::: Record set
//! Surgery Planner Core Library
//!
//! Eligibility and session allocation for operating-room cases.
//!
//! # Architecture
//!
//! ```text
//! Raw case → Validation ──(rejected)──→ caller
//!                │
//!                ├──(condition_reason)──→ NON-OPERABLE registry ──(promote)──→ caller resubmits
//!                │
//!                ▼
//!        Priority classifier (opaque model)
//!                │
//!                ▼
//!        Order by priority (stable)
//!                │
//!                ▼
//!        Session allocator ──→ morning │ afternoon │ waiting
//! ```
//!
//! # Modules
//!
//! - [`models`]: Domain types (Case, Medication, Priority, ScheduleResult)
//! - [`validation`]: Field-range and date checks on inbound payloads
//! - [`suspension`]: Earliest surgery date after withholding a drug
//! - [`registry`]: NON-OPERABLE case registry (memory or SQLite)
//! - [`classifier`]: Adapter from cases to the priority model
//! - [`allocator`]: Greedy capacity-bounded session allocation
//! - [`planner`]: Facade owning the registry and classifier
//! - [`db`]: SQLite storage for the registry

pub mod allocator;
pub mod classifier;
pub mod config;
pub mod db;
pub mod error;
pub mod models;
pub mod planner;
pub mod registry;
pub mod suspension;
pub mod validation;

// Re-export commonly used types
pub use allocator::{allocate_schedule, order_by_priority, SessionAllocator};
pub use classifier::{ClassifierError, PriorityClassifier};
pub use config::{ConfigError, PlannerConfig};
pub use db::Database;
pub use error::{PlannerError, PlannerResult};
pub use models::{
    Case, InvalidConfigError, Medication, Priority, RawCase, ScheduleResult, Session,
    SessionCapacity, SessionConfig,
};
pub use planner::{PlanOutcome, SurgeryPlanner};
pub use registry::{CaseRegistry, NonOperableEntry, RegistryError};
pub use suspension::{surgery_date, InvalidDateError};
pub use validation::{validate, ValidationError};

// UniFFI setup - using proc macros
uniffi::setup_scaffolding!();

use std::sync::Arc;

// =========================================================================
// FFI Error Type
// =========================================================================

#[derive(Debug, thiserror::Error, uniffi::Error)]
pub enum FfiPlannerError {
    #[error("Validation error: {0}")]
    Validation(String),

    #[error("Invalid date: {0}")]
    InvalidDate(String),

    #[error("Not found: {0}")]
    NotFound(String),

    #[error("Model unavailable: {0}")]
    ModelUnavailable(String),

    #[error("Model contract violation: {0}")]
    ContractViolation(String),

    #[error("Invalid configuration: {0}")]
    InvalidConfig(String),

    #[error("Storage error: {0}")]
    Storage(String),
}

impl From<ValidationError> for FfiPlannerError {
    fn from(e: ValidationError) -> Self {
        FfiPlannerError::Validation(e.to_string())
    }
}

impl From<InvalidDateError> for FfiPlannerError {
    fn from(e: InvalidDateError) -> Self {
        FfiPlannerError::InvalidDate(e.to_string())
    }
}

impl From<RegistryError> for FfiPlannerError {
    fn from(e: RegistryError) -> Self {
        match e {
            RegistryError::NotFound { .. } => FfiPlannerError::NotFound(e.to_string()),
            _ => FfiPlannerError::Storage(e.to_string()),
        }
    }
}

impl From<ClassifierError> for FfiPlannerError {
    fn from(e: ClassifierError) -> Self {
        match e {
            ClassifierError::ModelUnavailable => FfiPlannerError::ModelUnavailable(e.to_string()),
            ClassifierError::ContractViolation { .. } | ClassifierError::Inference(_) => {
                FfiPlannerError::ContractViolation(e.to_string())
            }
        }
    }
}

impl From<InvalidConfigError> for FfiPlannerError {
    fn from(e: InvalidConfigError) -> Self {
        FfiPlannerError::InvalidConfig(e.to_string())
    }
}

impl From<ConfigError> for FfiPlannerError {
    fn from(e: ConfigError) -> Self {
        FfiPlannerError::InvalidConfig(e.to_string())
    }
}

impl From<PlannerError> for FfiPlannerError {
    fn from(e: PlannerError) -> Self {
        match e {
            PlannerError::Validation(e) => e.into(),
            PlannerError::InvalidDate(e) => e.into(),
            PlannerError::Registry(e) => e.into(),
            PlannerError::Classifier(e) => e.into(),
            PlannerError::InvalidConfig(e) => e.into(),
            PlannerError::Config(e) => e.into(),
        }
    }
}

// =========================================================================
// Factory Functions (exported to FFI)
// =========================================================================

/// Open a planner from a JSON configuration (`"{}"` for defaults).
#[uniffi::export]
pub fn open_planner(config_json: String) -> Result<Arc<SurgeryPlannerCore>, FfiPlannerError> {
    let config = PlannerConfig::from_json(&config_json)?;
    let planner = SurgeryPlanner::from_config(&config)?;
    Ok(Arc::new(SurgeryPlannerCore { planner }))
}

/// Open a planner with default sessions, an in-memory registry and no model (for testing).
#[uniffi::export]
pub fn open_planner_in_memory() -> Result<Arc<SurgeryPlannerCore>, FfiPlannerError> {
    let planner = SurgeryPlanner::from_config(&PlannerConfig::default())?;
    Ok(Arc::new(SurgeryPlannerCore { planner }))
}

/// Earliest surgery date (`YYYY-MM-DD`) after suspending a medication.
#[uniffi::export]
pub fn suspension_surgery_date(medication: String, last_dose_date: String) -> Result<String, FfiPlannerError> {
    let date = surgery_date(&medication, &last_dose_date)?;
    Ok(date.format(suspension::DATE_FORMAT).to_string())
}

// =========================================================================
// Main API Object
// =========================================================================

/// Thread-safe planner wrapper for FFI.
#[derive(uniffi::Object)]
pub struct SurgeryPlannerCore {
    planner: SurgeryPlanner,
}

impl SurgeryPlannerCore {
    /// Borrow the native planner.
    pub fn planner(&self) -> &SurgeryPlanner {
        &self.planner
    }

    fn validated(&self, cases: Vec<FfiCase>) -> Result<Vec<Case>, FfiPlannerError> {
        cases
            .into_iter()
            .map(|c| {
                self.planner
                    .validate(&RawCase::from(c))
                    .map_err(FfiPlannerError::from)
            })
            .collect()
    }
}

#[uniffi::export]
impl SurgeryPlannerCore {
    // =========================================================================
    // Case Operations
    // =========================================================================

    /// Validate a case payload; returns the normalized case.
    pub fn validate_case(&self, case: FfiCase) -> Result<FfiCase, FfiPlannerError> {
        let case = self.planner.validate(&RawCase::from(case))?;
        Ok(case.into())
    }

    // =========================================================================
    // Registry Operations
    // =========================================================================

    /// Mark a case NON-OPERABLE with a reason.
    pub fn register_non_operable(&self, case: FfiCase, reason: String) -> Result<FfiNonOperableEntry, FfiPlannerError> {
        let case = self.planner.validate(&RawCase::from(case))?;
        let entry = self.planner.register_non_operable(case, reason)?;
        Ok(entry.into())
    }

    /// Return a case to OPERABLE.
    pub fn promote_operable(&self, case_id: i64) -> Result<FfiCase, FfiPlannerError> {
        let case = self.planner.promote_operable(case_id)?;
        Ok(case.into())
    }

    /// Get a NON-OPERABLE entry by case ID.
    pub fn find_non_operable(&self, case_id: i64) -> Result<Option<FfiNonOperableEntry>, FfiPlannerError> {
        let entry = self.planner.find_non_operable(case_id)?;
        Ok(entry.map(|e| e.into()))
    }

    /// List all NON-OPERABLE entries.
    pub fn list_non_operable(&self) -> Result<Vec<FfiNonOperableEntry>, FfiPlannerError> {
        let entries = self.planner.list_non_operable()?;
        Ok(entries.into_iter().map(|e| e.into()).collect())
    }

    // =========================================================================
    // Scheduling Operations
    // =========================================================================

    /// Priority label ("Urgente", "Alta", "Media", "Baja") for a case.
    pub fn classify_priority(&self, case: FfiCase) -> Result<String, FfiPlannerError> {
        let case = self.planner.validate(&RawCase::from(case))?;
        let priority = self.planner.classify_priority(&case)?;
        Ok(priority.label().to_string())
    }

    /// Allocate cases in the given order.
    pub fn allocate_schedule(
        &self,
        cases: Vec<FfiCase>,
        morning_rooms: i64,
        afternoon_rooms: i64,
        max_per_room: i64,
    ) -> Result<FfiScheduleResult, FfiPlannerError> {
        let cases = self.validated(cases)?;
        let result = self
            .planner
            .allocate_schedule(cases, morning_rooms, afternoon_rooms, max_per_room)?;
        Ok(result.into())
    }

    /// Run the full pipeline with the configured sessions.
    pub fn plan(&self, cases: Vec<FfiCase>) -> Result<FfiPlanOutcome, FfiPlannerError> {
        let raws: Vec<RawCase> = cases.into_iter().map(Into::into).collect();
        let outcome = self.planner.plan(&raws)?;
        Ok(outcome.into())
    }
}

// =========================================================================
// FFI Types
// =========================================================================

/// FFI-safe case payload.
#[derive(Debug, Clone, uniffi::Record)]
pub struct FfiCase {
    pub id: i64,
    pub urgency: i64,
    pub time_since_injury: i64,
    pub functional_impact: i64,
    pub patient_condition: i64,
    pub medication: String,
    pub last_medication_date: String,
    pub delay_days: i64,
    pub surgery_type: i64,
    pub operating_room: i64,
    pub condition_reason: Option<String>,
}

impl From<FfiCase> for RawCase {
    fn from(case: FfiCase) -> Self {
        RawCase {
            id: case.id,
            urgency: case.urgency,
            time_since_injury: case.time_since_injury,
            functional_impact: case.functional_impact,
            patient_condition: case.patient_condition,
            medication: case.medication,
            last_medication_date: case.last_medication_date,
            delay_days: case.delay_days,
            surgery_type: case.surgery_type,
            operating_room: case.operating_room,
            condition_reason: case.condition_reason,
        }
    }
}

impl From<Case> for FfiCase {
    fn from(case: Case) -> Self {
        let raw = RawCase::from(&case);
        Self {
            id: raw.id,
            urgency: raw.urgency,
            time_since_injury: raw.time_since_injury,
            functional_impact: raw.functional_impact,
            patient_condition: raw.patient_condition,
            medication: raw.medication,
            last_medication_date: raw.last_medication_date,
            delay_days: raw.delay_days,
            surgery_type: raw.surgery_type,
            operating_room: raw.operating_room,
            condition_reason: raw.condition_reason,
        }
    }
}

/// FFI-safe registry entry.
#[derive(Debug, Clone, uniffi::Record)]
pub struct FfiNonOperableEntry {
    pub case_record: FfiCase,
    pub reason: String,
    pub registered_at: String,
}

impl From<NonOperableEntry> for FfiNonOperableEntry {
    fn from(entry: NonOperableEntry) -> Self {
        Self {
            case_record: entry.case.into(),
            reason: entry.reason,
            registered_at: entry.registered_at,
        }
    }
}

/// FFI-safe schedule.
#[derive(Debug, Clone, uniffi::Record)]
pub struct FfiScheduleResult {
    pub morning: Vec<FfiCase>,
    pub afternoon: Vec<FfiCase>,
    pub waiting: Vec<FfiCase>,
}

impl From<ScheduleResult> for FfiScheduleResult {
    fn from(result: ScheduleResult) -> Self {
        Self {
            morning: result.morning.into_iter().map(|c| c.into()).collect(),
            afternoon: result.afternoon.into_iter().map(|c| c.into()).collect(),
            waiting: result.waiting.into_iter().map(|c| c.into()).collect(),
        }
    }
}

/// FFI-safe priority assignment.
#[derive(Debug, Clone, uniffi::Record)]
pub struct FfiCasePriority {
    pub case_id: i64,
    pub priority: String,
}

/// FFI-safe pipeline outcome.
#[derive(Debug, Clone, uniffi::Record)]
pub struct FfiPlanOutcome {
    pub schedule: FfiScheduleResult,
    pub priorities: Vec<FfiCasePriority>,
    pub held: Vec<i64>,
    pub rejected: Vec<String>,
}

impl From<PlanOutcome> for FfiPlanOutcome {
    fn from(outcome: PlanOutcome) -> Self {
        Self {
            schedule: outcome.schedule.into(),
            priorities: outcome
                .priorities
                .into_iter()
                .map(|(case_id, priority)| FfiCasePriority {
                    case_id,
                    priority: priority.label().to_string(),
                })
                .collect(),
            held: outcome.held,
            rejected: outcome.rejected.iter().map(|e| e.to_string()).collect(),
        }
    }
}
::::::
::: Record set
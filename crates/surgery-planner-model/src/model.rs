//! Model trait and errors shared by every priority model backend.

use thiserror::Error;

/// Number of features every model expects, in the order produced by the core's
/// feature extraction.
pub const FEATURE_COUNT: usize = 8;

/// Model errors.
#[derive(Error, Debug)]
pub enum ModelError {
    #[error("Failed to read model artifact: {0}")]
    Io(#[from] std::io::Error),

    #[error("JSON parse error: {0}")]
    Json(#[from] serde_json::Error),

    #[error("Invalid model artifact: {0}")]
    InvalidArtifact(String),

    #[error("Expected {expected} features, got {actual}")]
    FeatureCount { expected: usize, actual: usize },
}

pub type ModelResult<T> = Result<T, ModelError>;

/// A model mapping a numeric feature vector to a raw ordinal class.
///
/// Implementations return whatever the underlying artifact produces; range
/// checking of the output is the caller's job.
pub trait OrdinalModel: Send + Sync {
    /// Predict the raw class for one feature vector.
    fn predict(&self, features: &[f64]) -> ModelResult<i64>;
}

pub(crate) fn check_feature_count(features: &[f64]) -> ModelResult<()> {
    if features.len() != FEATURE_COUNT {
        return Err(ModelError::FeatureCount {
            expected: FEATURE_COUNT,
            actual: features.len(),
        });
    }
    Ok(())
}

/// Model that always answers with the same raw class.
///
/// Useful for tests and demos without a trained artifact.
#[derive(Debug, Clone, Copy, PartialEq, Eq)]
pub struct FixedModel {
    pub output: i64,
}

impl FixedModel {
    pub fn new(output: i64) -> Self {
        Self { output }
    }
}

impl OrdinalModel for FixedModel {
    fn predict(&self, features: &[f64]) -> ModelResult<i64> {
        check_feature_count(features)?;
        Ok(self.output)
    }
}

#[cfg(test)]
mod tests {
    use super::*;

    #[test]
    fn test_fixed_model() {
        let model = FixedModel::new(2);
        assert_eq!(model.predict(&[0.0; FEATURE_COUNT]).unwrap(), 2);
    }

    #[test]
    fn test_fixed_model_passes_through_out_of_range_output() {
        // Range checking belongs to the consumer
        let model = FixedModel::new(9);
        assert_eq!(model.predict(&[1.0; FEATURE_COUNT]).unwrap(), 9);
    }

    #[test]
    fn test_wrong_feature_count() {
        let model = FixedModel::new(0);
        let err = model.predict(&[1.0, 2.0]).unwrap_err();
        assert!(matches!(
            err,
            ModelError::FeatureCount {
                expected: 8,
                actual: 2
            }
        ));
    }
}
::::::
*Assigned task*
Scan the records above and report every line with the string "Earliest".

*Your response*
//! - [`suspension`]: Earliest surgery date after withholding a drug
/// Earliest surgery date (`YYYY-MM-DD`) after suspending a medication.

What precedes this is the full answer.